Your task is to copy the stretch of lines in the records below that begins with the line containing "colored::control::set_virtual_terminal(true).ok();" and ends with the line containing "Icon key for", exactly as written, with nothing added.

/---

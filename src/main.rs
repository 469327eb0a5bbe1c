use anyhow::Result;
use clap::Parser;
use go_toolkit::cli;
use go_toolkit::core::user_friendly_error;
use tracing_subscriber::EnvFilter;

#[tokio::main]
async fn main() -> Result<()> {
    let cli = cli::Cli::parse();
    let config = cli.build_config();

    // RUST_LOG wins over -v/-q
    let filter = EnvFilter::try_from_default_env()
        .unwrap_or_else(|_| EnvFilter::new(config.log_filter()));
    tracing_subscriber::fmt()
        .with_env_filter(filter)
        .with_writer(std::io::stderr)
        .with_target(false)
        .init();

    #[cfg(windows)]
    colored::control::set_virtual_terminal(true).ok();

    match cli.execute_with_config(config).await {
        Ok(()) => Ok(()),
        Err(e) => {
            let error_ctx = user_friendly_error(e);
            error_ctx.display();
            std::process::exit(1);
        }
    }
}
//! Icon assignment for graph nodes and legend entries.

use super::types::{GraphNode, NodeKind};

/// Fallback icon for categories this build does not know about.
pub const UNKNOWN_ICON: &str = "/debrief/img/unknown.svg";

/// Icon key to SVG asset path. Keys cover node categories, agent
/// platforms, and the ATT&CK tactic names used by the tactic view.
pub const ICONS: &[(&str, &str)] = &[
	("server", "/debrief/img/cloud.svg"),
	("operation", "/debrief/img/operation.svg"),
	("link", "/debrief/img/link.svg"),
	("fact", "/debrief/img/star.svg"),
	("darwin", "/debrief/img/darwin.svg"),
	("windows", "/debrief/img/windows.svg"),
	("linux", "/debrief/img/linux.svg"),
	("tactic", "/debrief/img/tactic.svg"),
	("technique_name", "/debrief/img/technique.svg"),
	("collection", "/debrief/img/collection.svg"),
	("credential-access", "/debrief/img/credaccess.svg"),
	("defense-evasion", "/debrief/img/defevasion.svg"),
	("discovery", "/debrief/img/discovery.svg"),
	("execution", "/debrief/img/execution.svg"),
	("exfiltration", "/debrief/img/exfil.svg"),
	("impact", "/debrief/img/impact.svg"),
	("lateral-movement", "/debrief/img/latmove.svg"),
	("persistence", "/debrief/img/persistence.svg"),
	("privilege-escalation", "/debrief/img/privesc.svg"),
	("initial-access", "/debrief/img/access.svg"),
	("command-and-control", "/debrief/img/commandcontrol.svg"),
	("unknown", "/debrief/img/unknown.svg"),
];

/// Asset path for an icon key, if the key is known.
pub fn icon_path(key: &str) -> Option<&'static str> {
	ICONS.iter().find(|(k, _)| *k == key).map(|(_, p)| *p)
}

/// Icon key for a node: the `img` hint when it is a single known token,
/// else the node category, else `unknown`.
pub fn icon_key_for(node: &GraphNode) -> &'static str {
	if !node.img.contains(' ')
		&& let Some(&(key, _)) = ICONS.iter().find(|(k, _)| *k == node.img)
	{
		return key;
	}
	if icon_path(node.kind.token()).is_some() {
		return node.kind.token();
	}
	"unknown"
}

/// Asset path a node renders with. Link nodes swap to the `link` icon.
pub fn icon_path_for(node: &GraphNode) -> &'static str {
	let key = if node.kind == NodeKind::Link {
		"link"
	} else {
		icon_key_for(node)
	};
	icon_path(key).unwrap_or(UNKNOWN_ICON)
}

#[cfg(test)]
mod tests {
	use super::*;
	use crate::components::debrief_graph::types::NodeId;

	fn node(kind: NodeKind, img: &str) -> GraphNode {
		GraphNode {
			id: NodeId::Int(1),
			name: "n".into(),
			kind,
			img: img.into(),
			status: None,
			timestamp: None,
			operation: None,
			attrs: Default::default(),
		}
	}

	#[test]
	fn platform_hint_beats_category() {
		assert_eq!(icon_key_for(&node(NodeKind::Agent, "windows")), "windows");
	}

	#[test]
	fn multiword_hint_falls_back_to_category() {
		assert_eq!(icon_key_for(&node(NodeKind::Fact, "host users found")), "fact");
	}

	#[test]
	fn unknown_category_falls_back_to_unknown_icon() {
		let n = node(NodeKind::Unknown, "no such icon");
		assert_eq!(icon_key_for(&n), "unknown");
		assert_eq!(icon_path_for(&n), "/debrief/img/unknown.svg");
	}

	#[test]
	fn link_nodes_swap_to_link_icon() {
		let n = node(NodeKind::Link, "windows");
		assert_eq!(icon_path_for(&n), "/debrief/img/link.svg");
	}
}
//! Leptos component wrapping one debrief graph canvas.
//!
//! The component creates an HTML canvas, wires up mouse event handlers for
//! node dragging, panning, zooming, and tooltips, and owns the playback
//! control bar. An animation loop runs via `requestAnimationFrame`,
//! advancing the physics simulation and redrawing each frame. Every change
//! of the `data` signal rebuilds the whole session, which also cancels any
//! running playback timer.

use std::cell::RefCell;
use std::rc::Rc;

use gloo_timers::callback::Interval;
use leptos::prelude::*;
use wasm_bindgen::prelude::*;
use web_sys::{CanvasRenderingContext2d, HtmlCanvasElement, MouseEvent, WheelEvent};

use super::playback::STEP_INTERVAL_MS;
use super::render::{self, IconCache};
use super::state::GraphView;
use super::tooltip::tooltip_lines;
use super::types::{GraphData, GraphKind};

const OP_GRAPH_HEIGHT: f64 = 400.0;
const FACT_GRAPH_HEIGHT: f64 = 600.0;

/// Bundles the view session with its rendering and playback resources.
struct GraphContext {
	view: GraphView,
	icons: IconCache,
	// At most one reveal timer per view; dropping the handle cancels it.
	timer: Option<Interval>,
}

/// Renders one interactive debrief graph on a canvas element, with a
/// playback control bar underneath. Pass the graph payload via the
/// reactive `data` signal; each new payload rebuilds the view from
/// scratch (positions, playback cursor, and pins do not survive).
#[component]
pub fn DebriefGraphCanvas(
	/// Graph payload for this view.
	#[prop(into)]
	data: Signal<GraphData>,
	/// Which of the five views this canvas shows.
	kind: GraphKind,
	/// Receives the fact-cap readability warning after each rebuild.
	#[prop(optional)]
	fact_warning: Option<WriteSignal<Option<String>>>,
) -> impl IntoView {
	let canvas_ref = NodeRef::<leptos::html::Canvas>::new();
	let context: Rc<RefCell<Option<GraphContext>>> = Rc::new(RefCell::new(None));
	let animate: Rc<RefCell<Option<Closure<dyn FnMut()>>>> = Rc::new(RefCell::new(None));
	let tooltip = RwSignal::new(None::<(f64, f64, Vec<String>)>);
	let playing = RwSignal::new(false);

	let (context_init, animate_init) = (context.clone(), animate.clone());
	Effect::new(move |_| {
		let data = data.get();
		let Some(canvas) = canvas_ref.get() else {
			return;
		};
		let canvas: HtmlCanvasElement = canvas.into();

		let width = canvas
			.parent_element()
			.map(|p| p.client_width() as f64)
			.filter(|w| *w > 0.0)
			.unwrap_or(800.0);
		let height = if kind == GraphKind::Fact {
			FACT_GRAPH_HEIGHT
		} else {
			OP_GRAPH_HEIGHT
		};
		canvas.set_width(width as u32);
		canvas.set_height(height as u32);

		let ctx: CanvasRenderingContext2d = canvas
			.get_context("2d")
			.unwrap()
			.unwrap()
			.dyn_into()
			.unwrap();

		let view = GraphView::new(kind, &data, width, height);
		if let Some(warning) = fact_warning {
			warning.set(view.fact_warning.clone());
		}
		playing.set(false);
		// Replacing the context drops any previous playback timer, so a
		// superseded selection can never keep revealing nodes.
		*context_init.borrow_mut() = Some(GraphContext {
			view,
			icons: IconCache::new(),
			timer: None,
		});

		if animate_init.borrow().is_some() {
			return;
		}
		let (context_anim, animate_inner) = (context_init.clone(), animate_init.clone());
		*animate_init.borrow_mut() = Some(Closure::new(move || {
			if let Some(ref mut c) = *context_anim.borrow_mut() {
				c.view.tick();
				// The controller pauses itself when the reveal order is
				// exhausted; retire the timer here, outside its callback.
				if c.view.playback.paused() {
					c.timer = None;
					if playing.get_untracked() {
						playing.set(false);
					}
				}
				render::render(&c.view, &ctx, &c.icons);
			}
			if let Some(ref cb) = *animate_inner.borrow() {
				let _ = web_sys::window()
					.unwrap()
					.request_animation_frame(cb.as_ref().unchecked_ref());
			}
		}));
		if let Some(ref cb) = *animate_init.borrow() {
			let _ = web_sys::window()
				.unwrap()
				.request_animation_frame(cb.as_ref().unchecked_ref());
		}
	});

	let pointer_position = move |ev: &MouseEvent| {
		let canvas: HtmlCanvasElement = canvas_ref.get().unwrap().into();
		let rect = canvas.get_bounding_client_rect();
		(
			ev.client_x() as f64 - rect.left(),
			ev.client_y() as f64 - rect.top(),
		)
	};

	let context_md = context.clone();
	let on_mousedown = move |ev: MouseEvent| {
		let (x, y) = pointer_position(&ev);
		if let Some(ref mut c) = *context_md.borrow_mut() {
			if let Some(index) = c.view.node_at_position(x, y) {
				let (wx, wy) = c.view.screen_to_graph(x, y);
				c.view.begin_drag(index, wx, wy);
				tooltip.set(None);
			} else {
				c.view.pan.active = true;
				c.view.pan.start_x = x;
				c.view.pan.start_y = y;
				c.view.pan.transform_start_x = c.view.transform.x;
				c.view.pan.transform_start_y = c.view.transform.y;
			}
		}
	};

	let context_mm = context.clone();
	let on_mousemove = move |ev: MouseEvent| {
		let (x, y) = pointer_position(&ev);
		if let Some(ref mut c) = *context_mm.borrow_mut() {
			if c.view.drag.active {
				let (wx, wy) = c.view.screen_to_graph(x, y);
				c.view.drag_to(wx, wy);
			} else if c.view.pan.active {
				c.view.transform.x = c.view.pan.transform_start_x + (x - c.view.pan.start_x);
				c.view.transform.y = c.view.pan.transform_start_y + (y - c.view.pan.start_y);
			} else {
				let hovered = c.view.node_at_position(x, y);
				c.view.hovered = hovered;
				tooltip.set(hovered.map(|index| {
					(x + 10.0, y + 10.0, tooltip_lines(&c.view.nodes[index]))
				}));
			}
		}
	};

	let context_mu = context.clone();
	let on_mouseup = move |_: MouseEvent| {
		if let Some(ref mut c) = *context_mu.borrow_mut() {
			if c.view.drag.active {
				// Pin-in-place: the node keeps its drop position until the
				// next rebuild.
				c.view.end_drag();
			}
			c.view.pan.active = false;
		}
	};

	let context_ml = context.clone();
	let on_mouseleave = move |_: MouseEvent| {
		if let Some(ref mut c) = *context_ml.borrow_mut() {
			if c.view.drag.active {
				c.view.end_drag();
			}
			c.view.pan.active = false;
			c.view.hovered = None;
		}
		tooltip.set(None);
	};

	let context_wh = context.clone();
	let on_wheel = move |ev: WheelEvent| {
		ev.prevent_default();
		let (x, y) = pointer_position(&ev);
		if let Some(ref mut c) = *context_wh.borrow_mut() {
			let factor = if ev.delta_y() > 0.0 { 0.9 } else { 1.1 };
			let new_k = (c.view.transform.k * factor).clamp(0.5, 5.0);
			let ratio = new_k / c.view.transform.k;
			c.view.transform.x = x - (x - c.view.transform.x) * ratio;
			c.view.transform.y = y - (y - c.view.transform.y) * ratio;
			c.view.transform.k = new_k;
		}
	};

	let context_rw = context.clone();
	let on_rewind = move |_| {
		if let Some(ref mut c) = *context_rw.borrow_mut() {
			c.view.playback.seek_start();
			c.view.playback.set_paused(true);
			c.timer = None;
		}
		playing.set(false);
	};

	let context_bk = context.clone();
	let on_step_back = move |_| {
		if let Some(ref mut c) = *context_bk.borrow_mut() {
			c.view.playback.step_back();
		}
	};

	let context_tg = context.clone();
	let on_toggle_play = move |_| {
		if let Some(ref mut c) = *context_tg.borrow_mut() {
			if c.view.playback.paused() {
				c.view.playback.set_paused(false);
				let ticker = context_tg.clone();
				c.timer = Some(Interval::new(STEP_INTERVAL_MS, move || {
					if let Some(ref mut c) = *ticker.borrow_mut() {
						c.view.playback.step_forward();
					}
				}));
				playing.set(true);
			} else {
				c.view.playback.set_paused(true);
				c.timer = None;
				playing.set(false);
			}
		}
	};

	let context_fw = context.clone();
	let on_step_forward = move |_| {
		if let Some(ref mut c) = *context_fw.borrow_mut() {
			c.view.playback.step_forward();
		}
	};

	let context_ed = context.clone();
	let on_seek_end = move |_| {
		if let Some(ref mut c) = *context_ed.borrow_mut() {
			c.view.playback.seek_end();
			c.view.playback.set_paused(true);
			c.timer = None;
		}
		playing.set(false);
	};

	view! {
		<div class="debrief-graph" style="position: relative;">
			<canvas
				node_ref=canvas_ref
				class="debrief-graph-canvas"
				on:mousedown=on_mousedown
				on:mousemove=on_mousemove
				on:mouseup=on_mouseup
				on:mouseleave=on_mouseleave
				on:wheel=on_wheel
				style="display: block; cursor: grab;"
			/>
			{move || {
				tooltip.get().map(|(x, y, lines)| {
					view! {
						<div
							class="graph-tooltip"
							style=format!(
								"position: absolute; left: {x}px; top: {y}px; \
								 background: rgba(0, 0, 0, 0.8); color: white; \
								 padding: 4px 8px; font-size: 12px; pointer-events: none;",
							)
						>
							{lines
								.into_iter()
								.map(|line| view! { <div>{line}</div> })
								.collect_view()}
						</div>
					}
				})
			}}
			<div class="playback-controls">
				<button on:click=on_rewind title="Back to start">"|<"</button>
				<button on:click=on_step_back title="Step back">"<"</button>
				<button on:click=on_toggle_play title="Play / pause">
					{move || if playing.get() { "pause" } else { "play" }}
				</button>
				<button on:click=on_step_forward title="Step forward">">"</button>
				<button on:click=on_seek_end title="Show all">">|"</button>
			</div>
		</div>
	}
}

\---

**THE ANSWER**:
    colored::control::set_virtual_terminal(true).ok();

    match cli.execute_with_config(config).await {
        Ok(()) => Ok(()),
        Err(e) => {
            let error_ctx = user_friendly_error(e);
            error_ctx.display();
            std::process::exit(1);
        }
    }
}
//! Icon assignment for graph nodes and legend entries.

use super::types::{GraphNode, NodeKind};

/// Fallback icon for categories this build does not know about.
pub const UNKNOWN_ICON: &str = "/debrief/img/unknown.svg";

/// Icon key to SVG asset path. Keys cover node categories, agent
/// platforms, and the ATT&CK tactic names used by the tactic view.
pub const ICONS: &[(&str, &str)] = &[
	("server", "/debrief/img/cloud.svg"),
	("operation", "/debrief/img/operation.svg"),
	("link", "/debrief/img/link.svg"),
	("fact", "/debrief/img/star.svg"),
	("darwin", "/debrief/img/darwin.svg"),
	("windows", "/debrief/img/windows.svg"),
	("linux", "/debrief/img/linux.svg"),
	("tactic", "/debrief/img/tactic.svg"),
	("technique_name", "/debrief/img/technique.svg"),
	("collection", "/debrief/img/collection.svg"),
	("credential-access", "/debrief/img/credaccess.svg"),
	("defense-evasion", "/debrief/img/defevasion.svg"),
	("discovery", "/debrief/img/discovery.svg"),
	("execution", "/debrief/img/execution.svg"),
	("exfiltration", "/debrief/img/exfil.svg"),
	("impact", "/debrief/img/impact.svg"),
	("lateral-movement", "/debrief/img/latmove.svg"),
	("persistence", "/debrief/img/persistence.svg"),
	("privilege-escalation", "/debrief/img/privesc.svg"),
	("initial-access", "/debrief/img/access.svg"),
	("command-and-control", "/debrief/img/commandcontrol.svg"),
	("unknown", "/debrief/img/unknown.svg"),
];

/// Asset path for an icon key, if the key is known.
pub fn icon_path(key: &str) -> Option<&'static str> {
	ICONS.iter().find(|(k, _)| *k == key).map(|(_, p)| *p)
}

/// Icon key for a node: the `img` hint when it is a single known token,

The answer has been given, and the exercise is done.